My brother, who was standing between us, cleared his throat. “They call it the ‘unseen fish theory.’ Because we can’t see them—“

“Though there is some debate about why we can’t see them,” my sister said.

I sighed.  It was a good thing I had already decided what my wish was going to be.

Both my brother and sister had thrown coins in the fountain and made wishes—according to the rules. And both of their wishes had come true, just like everyone else’s wishes—everyone who followed the rules.

I gazed into the fountain. “How did they get in there?”

My brother crossed his arms and leaned over to look past the stone rim. “The fish?  I don’t know.  I think they’re trying to trace the water back to its source.”

“What’s the deal with the water?” my sister asked.

“So, I read that the water was tested after the fountain was turned on.  They do microbial tests every week minimum, or more if they see some growth or if shoppers are getting sick.”

“Growth, eww,” I said. I curled my fingers around my coin. I didn’t want to throw it in the fountain if there was going to be…growth.  I turned to my brother. “What’s ‘growth’?”

My brother turned to me. “Bacterial growth.” Then he turned back to my sister.  “They’re saying that someone must have released something into the water.  The security cameras caught something.  A suspicious looking person wearing way too many clothes for the season—“

“Wait…too many clothes?” my sister said.  “What is too many clothes for the season?  Who decided that?”

“I don’t know, man.  Mall security?”

My sister half-sighed and half-groaned. “Continue.”

“Okay, so from what I read, a woman released water containing a small population of the unseen fish—like a breeding population, I guess.  And then a couple of sources said she also threw in some powder.”

“Fish food?” my sister asked.

“That’s the working theory.”

“Why did she do it?”

“Siblings!” I finally said.

My siblings both looked at me.

I uncurled my fingers and tilted my hand to show them I still held my coin.

My brother and sister said nothing.  But they turned to face the fountain and stood up straight and stayed quiet.

I cupped the hand holding the coin in my empty hand and brought them close to my mouth, so I could whisper my wish to the coin.

Then I tossed the coin in the fountain.  This was the part I was most nervous about.  I wasn’t normally bad at throwing things.  But I was bad at doing normal easy everyday things during important serious moments.

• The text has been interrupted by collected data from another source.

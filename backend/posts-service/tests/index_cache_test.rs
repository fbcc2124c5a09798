mod common;

use actix_web::test;
use common::{init_app, init_app_with_cache, page_len, TestContext, UnreachablePageCache};
use posts_service::cache::PageCache;
use posts_service::db::PostsRepository;
use std::sync::Arc;
use std::time::Duration;

async fn index_count<S, B>(app: &S) -> u64
where
    S: actix_web::dev::Service<
        actix_http::Request,
        Response = actix_web::dev::ServiceResponse<B>,
        Error = actix_web::Error,
    >,
    B: actix_web::body::MessageBody,
{
    let resp = test::call_service(app, test::TestRequest::get().uri("/").to_request()).await;
    let body: serde_json::Value = test::read_body_json(resp).await;
    body["page_obj"]["count"].as_u64().unwrap_or_default()
}

#[actix_web::test]
async fn deleted_post_stays_on_home_page_until_cache_is_cleared() {
    let ctx = TestContext::new();
    let author = ctx.user("leo").await;
    let doomed = ctx.post(&author, "Soon gone", None).await;
    ctx.post(&author, "Stays", None).await;
    let app = init_app(&ctx).await;

    assert_eq!(index_count(&app).await, 2);

    assert!(ctx.repo.delete_post(doomed.id).await.unwrap());
    assert_eq!(index_count(&app).await, 2);

    ctx.cache.clear().await.unwrap();
    assert_eq!(index_count(&app).await, 1);
}

#[actix_web::test]
async fn home_page_refreshes_after_ttl() {
    let ctx = TestContext::with_index_ttl(Duration::from_millis(200));
    let author = ctx.user("leo").await;
    let doomed = ctx.post(&author, "Soon gone", None).await;
    let app = init_app(&ctx).await;

    assert_eq!(index_count(&app).await, 1);
    ctx.repo.delete_post(doomed.id).await.unwrap();
    assert_eq!(index_count(&app).await, 1);

    tokio::time::sleep(Duration::from_millis(350)).await;
    assert_eq!(index_count(&app).await, 0);
}

#[actix_web::test]
async fn cached_home_page_ignores_page_parameter() {
    let ctx = TestContext::new();
    let author = ctx.user("leo").await;
    ctx.posts(&author, 13, None).await;
    let app = init_app(&ctx).await;

    let resp = test::call_service(&app, test::TestRequest::get().uri("/").to_request()).await;
    let first: serde_json::Value = test::read_body_json(resp).await;
    assert_eq!(page_len(&first), 10);

    let resp = test::call_service(&app, test::TestRequest::get().uri("/?page=2").to_request()).await;
    let second: serde_json::Value = test::read_body_json(resp).await;
    assert_eq!(second, first);
}

#[actix_web::test]
async fn new_post_is_not_shown_while_cached() {
    let ctx = TestContext::new();
    let author = ctx.user("leo").await;
    ctx.post(&author, "First", None).await;
    let app = init_app(&ctx).await;

    assert_eq!(index_count(&app).await, 1);
    ctx.post(&author, "Second", None).await;
    assert_eq!(index_count(&app).await, 1);
    assert!(!ctx.cache.is_empty());
}

#[actix_web::test]
async fn home_page_renders_uncached_when_cache_is_down() {
    let ctx = TestContext::new();
    let author = ctx.user("leo").await;
    ctx.posts(&author, 3, None).await;
    let app = init_app_with_cache(&ctx, Arc::new(UnreachablePageCache)).await;

    let resp = test::call_service(&app, test::TestRequest::get().uri("/").to_request()).await;
    assert_eq!(resp.status(), actix_web::http::StatusCode::OK);
    let body: serde_json::Value = test::read_body_json(resp).await;
    assert_eq!(page_len(&body), 3);

    // Nothing is remembered, so the next request sees fresh data.
    ctx.post(&author, "Fourth", None).await;
    assert_eq!(index_count(&app).await, 4);

    let resp = test::call_service(
        &app,
        test::TestRequest::get().uri("/api/v1/health/ready").to_request(),
    )
    .await;
    assert_eq!(resp.status(), actix_web::http::StatusCode::OK);
    let body: serde_json::Value = test::read_body_json(resp).await;
    assert_eq!(body["status"], "degraded");
}
//! Form binding and field validation for post and comment submissions.
//!
//! Forms arrive as `application/x-www-form-urlencoded`. Every field defaults
//! to empty so that a missing field is reported as a field error rather than
//! rejected by the extractor.

use serde::{Deserialize, Serialize};
use std::collections::BTreeMap;
use validator::{Validate, ValidationErrors};

pub const REQUIRED_MESSAGE: &str = "This field is required.";
pub const INVALID_GROUP_MESSAGE: &str = "Select a valid choice. That choice is not one of the available choices.";

/// Field name -> error messages, in a stable order.
#[derive(Debug, Clone, Default, PartialEq, Eq, Serialize, Deserialize)]
#[serde(transparent)]
pub struct FormErrors(BTreeMap<String, Vec<String>>);

impl FormErrors {
    pub fn new() -> Self {
        Self::default()
    }

    pub fn add(&mut self, field: &str, message: impl Into<String>) {
        self.0
            .entry(field.to_string())
            .or_default()
            .push(message.into());
    }

    pub fn is_empty(&self) -> bool {
        self.0.is_empty()
    }

    pub fn field(&self, name: &str) -> Option<&[String]> {
        self.0.get(name).map(Vec::as_slice)
    }
}

impl From<ValidationErrors> for FormErrors {
    fn from(errors: ValidationErrors) -> Self {
        let mut form_errors = FormErrors::new();
        for (field, field_errors) in errors.field_errors() {
            for error in field_errors.iter() {
                let message = error
                    .message
                    .as_ref()
                    .map(|m| m.to_string())
                    .unwrap_or_else(|| format!("Invalid value ({})", error.code));
                form_errors.add(&field.to_string(), message);
            }
        }
        form_errors
    }
}

#[derive(Debug, Clone, Default, PartialEq, Eq, Serialize, Deserialize, Validate)]
#[serde(default)]
pub struct PostForm {
    #[validate(length(min = 1, message = "This field is required."))]
    pub text: String,
    /// Group id as submitted; empty means "no group".
    pub group: Option<String>,
    #[validate(length(max = 255, message = "Ensure this value has at most 255 characters."))]
    pub image: Option<String>,
}

impl PostForm {
    /// Trim whitespace and fold empty optionals to `None`.
    pub fn normalized(mut self) -> Self {
        self.text = self.text.trim().to_string();
        self.group = non_blank(self.group);
        self.image = non_blank(self.image);
        self
    }

    /// Field-level checks that need no storage access. The group reference is
    /// checked separately against the repository.
    pub fn check(&self) -> FormErrors {
        let mut errors = match self.validate() {
            Ok(()) => FormErrors::new(),
            Err(e) => FormErrors::from(e),
        };
        if self.group.is_some() && self.group_id().is_none() {
            errors.add("group", INVALID_GROUP_MESSAGE);
        }
        errors
    }

    /// The submitted group as an id, if it is numeric.
    pub fn group_id(&self) -> Option<i64> {
        self.group.as_deref().and_then(|g| g.parse().ok())
    }
}

#[derive(Debug, Clone, Default, PartialEq, Eq, Serialize, Deserialize, Validate)]
#[serde(default)]
pub struct CommentForm {
    #[validate(length(
        min = 1,
        max = 2000,
        message = "Comment must be between 1 and 2000 characters."
    ))]
    pub text: String,
}

impl CommentForm {
    pub fn normalized(mut self) -> Self {
        self.text = self.text.trim().to_string();
        self
    }

    pub fn check(&self) -> FormErrors {
        match self.validate() {
            Ok(()) => FormErrors::new(),
            Err(e) => FormErrors::from(e),
        }
    }
}

fn non_blank(value: Option<String>) -> Option<String> {
    value
        .map(|v| v.trim().to_string())
        .filter(|v| !v.is_empty())
}

#[cfg(test)]
mod tests {
    use super::*;

    #[test]
    fn blank_post_text_is_required() {
        let form = PostForm {
            text: "   \n ".to_string(),
            ..Default::default()
        }
        .normalized();

        let errors = form.check();
        assert_eq!(errors.field("text"), Some(&[REQUIRED_MESSAGE.to_string()][..]));
    }

    #[test]
    fn empty_group_means_no_group() {
        let form = PostForm {
            text: "hello".to_string(),
            group: Some("".to_string()),
            image: Some("  ".to_string()),
        }
        .normalized();

        assert!(form.check().is_empty());
        assert_eq!(form.group, None);
        assert_eq!(form.image, None);
    }

    #[test]
    fn non_numeric_group_is_invalid() {
        let form = PostForm {
            text: "hello".to_string(),
            group: Some("cats".to_string()),
            image: None,
        }
        .normalized();

        let errors = form.check();
        assert_eq!(
            errors.field("group"),
            Some(&[INVALID_GROUP_MESSAGE.to_string()][..])
        );
    }

    #[test]
    fn numeric_group_parses() {
        let form = PostForm {
            text: "hello".to_string(),
            group: Some(" 7 ".to_string()),
            image: None,
        }
        .normalized();

        assert_eq!(form.group_id(), Some(7));
    }

    #[test]
    fn long_image_key_is_rejected() {
        let form = PostForm {
            text: "hello".to_string(),
            group: None,
            image: Some("x".repeat(256)),
        };
        assert!(form.check().field("image").is_some());
    }

    #[test]
    fn comment_length_is_bounded() {
        let empty = CommentForm {
            text: " ".to_string(),
        }
        .normalized();
        assert!(empty.check().field("text").is_some());

        let long = CommentForm {
            text: "a".repeat(2001),
        };
        assert!(long.check().field("text").is_some());

        let ok = CommentForm {
            text: "nice post".to_string(),
        };
        assert!(ok.check().is_empty());
    }
}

The coin arced up and over the edge of the fountain.  It flipped a few times, catching the light and flashing it back at me, and then it splashed into the water and sunk softly to the bottom.

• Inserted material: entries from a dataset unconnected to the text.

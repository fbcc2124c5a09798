use actix_web::{web, App, HttpServer};
use posts_service::cache::{IndexCacheSettings, MemoryPageCache, PageCache, RedisPageCache};
use posts_service::config::{CacheBackend, Config, DatabaseBackend};
use posts_service::db::{InMemoryPostsRepository, PgPostsRepository, PostsRepository};
use posts_service::handlers;
use posts_service::middleware::{SessionKeys, SessionMiddleware};
use posts_service::state::AppState;
use redis::aio::ConnectionManager;
use sqlx::postgres::PgPoolOptions;
use std::io;
use std::sync::Arc;
use std::time::Duration;
use tracing_subscriber::{layer::SubscriberExt, util::SubscriberInitExt};

const DEFAULT_LOG_FILTER: &str = "info,actix_web=info,sqlx=warn";

fn init_tracing() {
    let filter = tracing_subscriber::EnvFilter::try_from_default_env()
        .unwrap_or_else(|_| DEFAULT_LOG_FILTER.into());

    let json = std::env::var("LOG_FORMAT")
        .map(|v| v.eq_ignore_ascii_case("json"))
        .unwrap_or(false);

    if json {
        tracing_subscriber::registry()
            .with(filter)
            .with(tracing_subscriber::fmt::layer().json().with_target(false))
            .init();
    } else {
        tracing_subscriber::registry()
            .with(filter)
            .with(tracing_subscriber::fmt::layer())
            .init();
    }
}

async fn build_repository(config: &Config) -> io::Result<Arc<dyn PostsRepository>> {
    let db = &config.database;
    match db.backend {
        DatabaseBackend::Memory => {
            tracing::warn!("Using in-memory repository; data is lost on restart");
            Ok(Arc::new(InMemoryPostsRepository::new()))
        }
        DatabaseBackend::Postgres => {
            let pool = PgPoolOptions::new()
                .max_connections(db.max_connections)
                .acquire_timeout(Duration::from_secs(db.acquire_timeout_secs))
                .connect(&db.url)
                .await
                .map_err(|e| {
                    io::Error::new(
                        io::ErrorKind::Other,
                        format!("Failed to connect to PostgreSQL: {e}"),
                    )
                })?;

            tracing::info!(
                "Database pool initialized with {} max connections",
                db.max_connections
            );

            if db.run_migrations {
                sqlx::migrate!("./migrations")
                    .run(&pool)
                    .await
                    .map_err(|e| {
                        io::Error::new(
                            io::ErrorKind::Other,
                            format!("Failed to run database migrations: {e}"),
                        )
                    })?;
                tracing::info!("Database migrations applied");
            }

            Ok(Arc::new(PgPostsRepository::new(pool)))
        }
    }
}

async fn build_page_cache(config: &Config) -> io::Result<Arc<dyn PageCache>> {
    match config.cache.backend {
        CacheBackend::Memory => Ok(Arc::new(MemoryPageCache::new())),
        CacheBackend::Redis => {
            let client = redis::Client::open(config.cache.redis_url.as_str()).map_err(|e| {
                io::Error::new(io::ErrorKind::Other, format!("Invalid REDIS_URL: {e}"))
            })?;
            let manager = ConnectionManager::new(client).await.map_err(|e| {
                io::Error::new(
                    io::ErrorKind::Other,
                    format!("Failed to initialize Redis connection: {e}"),
                )
            })?;

            tracing::info!("Connected to Redis page cache");
            Ok(Arc::new(RedisPageCache::new(manager, "posts-service")))
        }
    }
}

async fn shutdown_signal() {
    #[cfg(unix)]
    {
        use tokio::signal::unix::{signal, SignalKind};

        match signal(SignalKind::terminate()) {
            Ok(mut terminate) => {
                tokio::select! {
                    _ = tokio::signal::ctrl_c() => {},
                    _ = terminate.recv() => {},
                }
            }
            Err(e) => {
                tracing::warn!("Failed to install SIGTERM handler: {}", e);
                let _ = tokio::signal::ctrl_c().await;
            }
        }
    }

    #[cfg(not(unix))]
    {
        let _ = tokio::signal::ctrl_c().await;
    }
}

/// Posts Service
///
/// Serves the Yatube feeds, post pages, comments and the follow graph.
///
/// # Routes
///
/// - `/`, `/group/{slug}/`, `/profile/{username}/`, `/follow/` - feeds
/// - `/posts/{post_id}/`, `/create/`, `/posts/{post_id}/edit/` - posts
/// - `/posts/{post_id}/comment/` - comments
/// - `/profile/{username}/follow/`, `/profile/{username}/unfollow/` - follows
/// - `/api/v1/health*`, `/metrics` - operations
#[actix_web::main]
async fn main() -> io::Result<()> {
    let _ = dotenvy::dotenv();

    // Container healthcheck: `posts-service healthcheck`
    {
        let mut args = std::env::args();
        let _bin = args.next();
        if let Some(cmd) = args.next() {
            if cmd == "healthcheck" {
                let port = std::env::var("POSTS_SERVICE_PORT").unwrap_or_else(|_| "8085".into());
                let url = format!("http://127.0.0.1:{}/api/v1/health", port);
                match reqwest::Client::new().get(&url).send().await {
                    Ok(resp) if resp.status().is_success() => return Ok(()),
                    Ok(resp) => {
                        eprintln!("healthcheck HTTP status: {}", resp.status());
                        return Err(io::Error::new(io::ErrorKind::Other, "healthcheck failed"));
                    }
                    Err(e) => {
                        eprintln!("healthcheck HTTP error: {}", e);
                        return Err(io::Error::new(io::ErrorKind::Other, "healthcheck error"));
                    }
                }
            }
        }
    }

    init_tracing();

    let config = match Config::from_env() {
        Ok(cfg) => cfg,
        Err(e) => {
            tracing::error!("Configuration loading failed: {}", e);
            eprintln!("ERROR: Failed to load configuration: {}", e);
            std::process::exit(1);
        }
    };

    tracing::info!("Starting posts-service v{}", env!("CARGO_PKG_VERSION"));
    tracing::info!("Environment: {}", config.app.env);
    tracing::debug!(?config, "Loaded configuration");

    let repo = build_repository(&config).await?;
    let page_cache = build_page_cache(&config).await?;

    let state = web::Data::new(AppState::new(
        repo,
        page_cache,
        IndexCacheSettings::new(&config.cache.index_key_prefix, config.cache.index_ttl()),
        config.auth.login_url.clone(),
    ));
    let session_keys = Arc::new(SessionKeys::new(&config.auth.jwt_secret));
    let cookie_name = config.auth.cookie_name.clone();

    let bind_address = format!("{}:{}", config.app.host, config.app.port);
    tracing::info!("Starting HTTP server at {}", bind_address);

    let server = HttpServer::new(move || {
        App::new()
            .app_data(state.clone())
            .wrap(SessionMiddleware::new(session_keys.clone(), &cookie_name))
            .wrap(tracing_actix_web::TracingLogger::default())
            .configure(handlers::configure_ops_routes)
            .configure(handlers::configure_routes)
            .default_service(web::to(handlers::not_found))
    })
    .workers(config.app.workers)
    .bind(&bind_address)?
    .disable_signals()
    .run();

    let server_handle = server.handle();
    let mut server_task = tokio::spawn(server);

    let shutdown = shutdown_signal();
    tokio::pin!(shutdown);

    let result = tokio::select! {
        result = &mut server_task => {
            match result {
                Ok(Ok(())) => Ok(()),
                Ok(Err(e)) => {
                    tracing::error!("HTTP server error: {}", e);
                    Err(e)
                }
                Err(e) => {
                    tracing::error!("HTTP server task join error: {}", e);
                    Err(io::Error::new(io::ErrorKind::Other, e.to_string()))
                }
            }
        }
        _ = &mut shutdown => {
            tracing::info!("Shutdown signal received");
            server_handle.stop(true).await;
            let _ = server_task.await;
            Ok(())
        }
    };

    tracing::info!("Posts-service shutting down");
    result
}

“Well…that’s that,” my brother said.  He put his hands in the pockets of his blazer and twisted around.  “Let’s go get frozen yogurt.”

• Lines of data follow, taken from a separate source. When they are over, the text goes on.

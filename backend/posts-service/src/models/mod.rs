/// Data models for posts-service
///
/// - `User`: author identity, owned by the auth subsystem
/// - `Group`: topical category posts may be published to
/// - `Post`: a blog entry, optionally in a group and with an image
/// - `Comment`: a reply on a post
/// - `Follow`: directed `user -> author` subscription edge
///
/// `PostView` and `CommentView` are the denormalized shapes feed pages render.
use chrono::{DateTime, Utc};
use serde::{Deserialize, Serialize};
use std::fmt;

/// Characters of post text used for its display string.
pub const POST_DISPLAY_CHARS: usize = 15;

#[derive(Debug, Clone, PartialEq, Eq, Serialize, Deserialize, sqlx::FromRow)]
pub struct User {
    pub id: i64,
    pub username: String,
    pub first_name: String,
    pub last_name: String,
}

impl fmt::Display for User {
    fn fmt(&self, f: &mut fmt::Formatter<'_>) -> fmt::Result {
        f.write_str(&self.username)
    }
}

#[derive(Debug, Clone, PartialEq, Eq, Serialize, Deserialize, sqlx::FromRow)]
pub struct Group {
    pub id: i64,
    pub title: String,
    pub slug: String,
    pub description: String,
}

impl fmt::Display for Group {
    fn fmt(&self, f: &mut fmt::Formatter<'_>) -> fmt::Result {
        f.write_str(&self.title)
    }
}

#[derive(Debug, Clone, PartialEq, Eq, Serialize, Deserialize, sqlx::FromRow)]
pub struct Post {
    pub id: i64,
    pub text: String,
    pub pub_date: DateTime<Utc>,
    pub author_id: i64,
    pub group_id: Option<i64>,
    pub image: Option<String>,
}

impl fmt::Display for Post {
    fn fmt(&self, f: &mut fmt::Formatter<'_>) -> fmt::Result {
        f.write_str(&short_text(&self.text))
    }
}

/// Fields a post is created or edited with. The author is always the
/// session user and is set by the caller.
#[derive(Debug, Clone, PartialEq, Eq)]
pub struct NewPost {
    pub author_id: i64,
    pub text: String,
    pub group_id: Option<i64>,
    pub image: Option<String>,
}

#[derive(Debug, Clone, PartialEq, Eq, Serialize, Deserialize, sqlx::FromRow)]
pub struct Comment {
    pub id: i64,
    pub post_id: i64,
    pub author_id: i64,
    pub text: String,
    pub created: DateTime<Utc>,
}

#[derive(Debug, Clone, PartialEq, Eq)]
pub struct NewComment {
    pub post_id: i64,
    pub author_id: i64,
    pub text: String,
}

#[derive(Debug, Clone, PartialEq, Eq, Serialize, Deserialize, sqlx::FromRow)]
pub struct Follow {
    pub id: i64,
    pub user_id: i64,
    pub author_id: i64,
}

#[derive(Debug, Clone, PartialEq, Eq, Serialize, Deserialize)]
pub struct AuthorRef {
    pub id: i64,
    pub username: String,
}

#[derive(Debug, Clone, PartialEq, Eq, Serialize, Deserialize)]
pub struct GroupRef {
    pub id: i64,
    pub slug: String,
    pub title: String,
}

/// A post joined with its author and group, as shown on feed pages.
#[derive(Debug, Clone, PartialEq, Eq, Serialize, Deserialize)]
pub struct PostView {
    pub id: i64,
    pub text: String,
    pub pub_date: DateTime<Utc>,
    pub image: Option<String>,
    pub author: AuthorRef,
    pub group: Option<GroupRef>,
}

impl PostView {
    pub fn is_authored_by(&self, user_id: i64) -> bool {
        self.author.id == user_id
    }
}

impl fmt::Display for PostView {
    fn fmt(&self, f: &mut fmt::Formatter<'_>) -> fmt::Result {
        f.write_str(&short_text(&self.text))
    }
}

/// Flat row shape of the posts/users/groups join.
#[derive(Debug, sqlx::FromRow)]
pub struct PostRow {
    pub id: i64,
    pub text: String,
    pub pub_date: DateTime<Utc>,
    pub image: Option<String>,
    pub author_id: i64,
    pub author_username: String,
    pub group_id: Option<i64>,
    pub group_slug: Option<String>,
    pub group_title: Option<String>,
}

impl From<PostRow> for PostView {
    fn from(row: PostRow) -> Self {
        let group = match (row.group_id, row.group_slug, row.group_title) {
            (Some(id), Some(slug), Some(title)) => Some(GroupRef { id, slug, title }),
            _ => None,
        };

        Self {
            id: row.id,
            text: row.text,
            pub_date: row.pub_date,
            image: row.image,
            author: AuthorRef {
                id: row.author_id,
                username: row.author_username,
            },
            group,
        }
    }
}

#[derive(Debug, Clone, PartialEq, Eq, Serialize, Deserialize, sqlx::FromRow)]
pub struct CommentView {
    pub id: i64,
    pub post_id: i64,
    pub author_id: i64,
    pub author_username: String,
    pub text: String,
    pub created: DateTime<Utc>,
}

/// First `POST_DISPLAY_CHARS` characters of a post body.
pub fn short_text(text: &str) -> String {
    text.chars().take(POST_DISPLAY_CHARS).collect()
}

As we walked away from the fountain, I felt the urge to turn around, or at least turn my head.  But I resisted.  That was against the rules.  My wish wouldn’t come true if I turned around and looked.

I had spoken the wish.  I had tossed the coin.  Like my brother said.  That was that.

My sister and brother were quiet for a few minutes while we walked.  My brother kept clearing his throat though.  And my sister kept breathing loudly.

“Why can’t we see the fish?” I asked, glancing from left to right.  I was the one in the middle now.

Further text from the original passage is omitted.